Dr. Tuesta and the Miller School will receive $2.3 million over five years from the NIH. He’s one of four researchers in the country to receive the award grant in 2020. Dr. Tuesta joined the university’s medical faculty in 2019, following a postdoctoral fellowship at Harvard Medical School.
A prestigious grant
“This is one of the very best and most prestigious grants that a young researcher can receive,” said Claes Wahlestedt, M.D., Ph.D., associate dean for therapeutic innovation at the Miller School. As a former chair of the NIH Avenir Award Committee, Dr. Wahlestedt recognizes the distinct honor of receiving this competitive award.
Dr. Tuesta explained his lab’s novel approach to understanding opioid addiction.
“Throughout the history of addiction research, the neuron has usually played the protagonist role,” he said. “We are now setting our sights on the brain’s supporting cast of cells and how these can shape drug craving and relapse.”
Namely, he and his lab are studying microglia, the resident immune cell of the brain.

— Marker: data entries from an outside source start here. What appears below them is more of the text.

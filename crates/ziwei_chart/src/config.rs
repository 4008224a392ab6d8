//! Chart assembly options.

use serde::{Deserialize, Serialize};

/// How a birth in an intercalary (閏) month is assigned to a month number.
#[derive(Debug, Clone, Copy, PartialEq, Eq, Hash, Default, Serialize, Deserialize)]
#[serde(rename_all = "snake_case")]
pub enum LeapMonthPolicy {
    /// The leap month counts as the month it repeats.
    #[default]
    SameMonth,
    /// Days 1..=15 count as the repeated month, days 16..=30 as the next.
    SplitAtMidMonth,
}

impl LeapMonthPolicy {
    /// Month number used for palace and star placement.
    pub const fn effective_month(self, lunar_month: u8, is_leap: bool, lunar_day: u8) -> u8 {
        match self {
            Self::SplitAtMidMonth if is_leap && lunar_day > 15 => lunar_month % 12 + 1,
            _ => lunar_month,
        }
    }
}

/// Configuration for one chart assembly.
#[derive(Debug, Clone, Copy, PartialEq, Eq, Serialize, Deserialize)]
pub struct ChartConfig {
    /// Leap-month assignment.
    pub leap_month: LeapMonthPolicy,
    /// Place 天刑, 天姚, 三台, 八座, 紅鸞 and 天喜.
    pub include_minor_stars: bool,
    /// Compute the twelve decade limits.
    pub include_decade_limits: bool,
    /// Compute the 120 annual limits.
    pub include_annual_limits: bool,
    /// Rate major stars 廟, 旺, 平 or 陷.
    pub include_brightness: bool,
    /// Lay out the 長生 ring on the palaces.
    pub include_life_stages: bool,
    /// Lay out the 博士 ring on the palaces.
    pub include_scholar_deities: bool,
}

impl Default for ChartConfig {
    fn default() -> Self {
        Self {
            leap_month: LeapMonthPolicy::default(),
            include_minor_stars: true,
            include_decade_limits: true,
            include_annual_limits: true,
            include_brightness: true,
            include_life_stages: true,
            include_scholar_deities: true,
        }
    }
}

“Opioids can hijack the very tools that microglia use for sounding the alarm in case of a physical, chemical, or biological injury,” Dr. Tuesta explained. “This artificial state of alarm can lead to neuroinflammation and shape the way we crave opioids, ultimately leading to relapse. We believe epigenetic regulation in microglia plays a fundamental role in orchestrating this chain of events.”
Epigenetics refers to factors that determine how genes are expressed without involving changes in the DNA sequence itself. Dr. Tuesta’s team will explore how microglial genes become “open and closed for business” across various phases of opioid addiction and how specific epigenetic remodelers can contribute to this regulation.
Exploring new therapeutic avenues
Results from these studies have the potential not just to broaden our understanding of the epigenetic mechanisms underlying opioid use disorder but also to push the field of addiction epigenetics beyond the neuron and explore a cell type that could yield exciting, completely different therapeutic avenues for treating this devastating disease.
Ideally, a treatment drug would reverse microglia changes brought on by opioids and curb the intense craving associated with opioid abstinence and withdrawal. Such an approach could help reduce the likelihood of relapse in recovering individuals.
“Ultimately, we want to manipulate the root of the craving with a drug to change the behavioral course of addiction,” Dr. Tuesta said.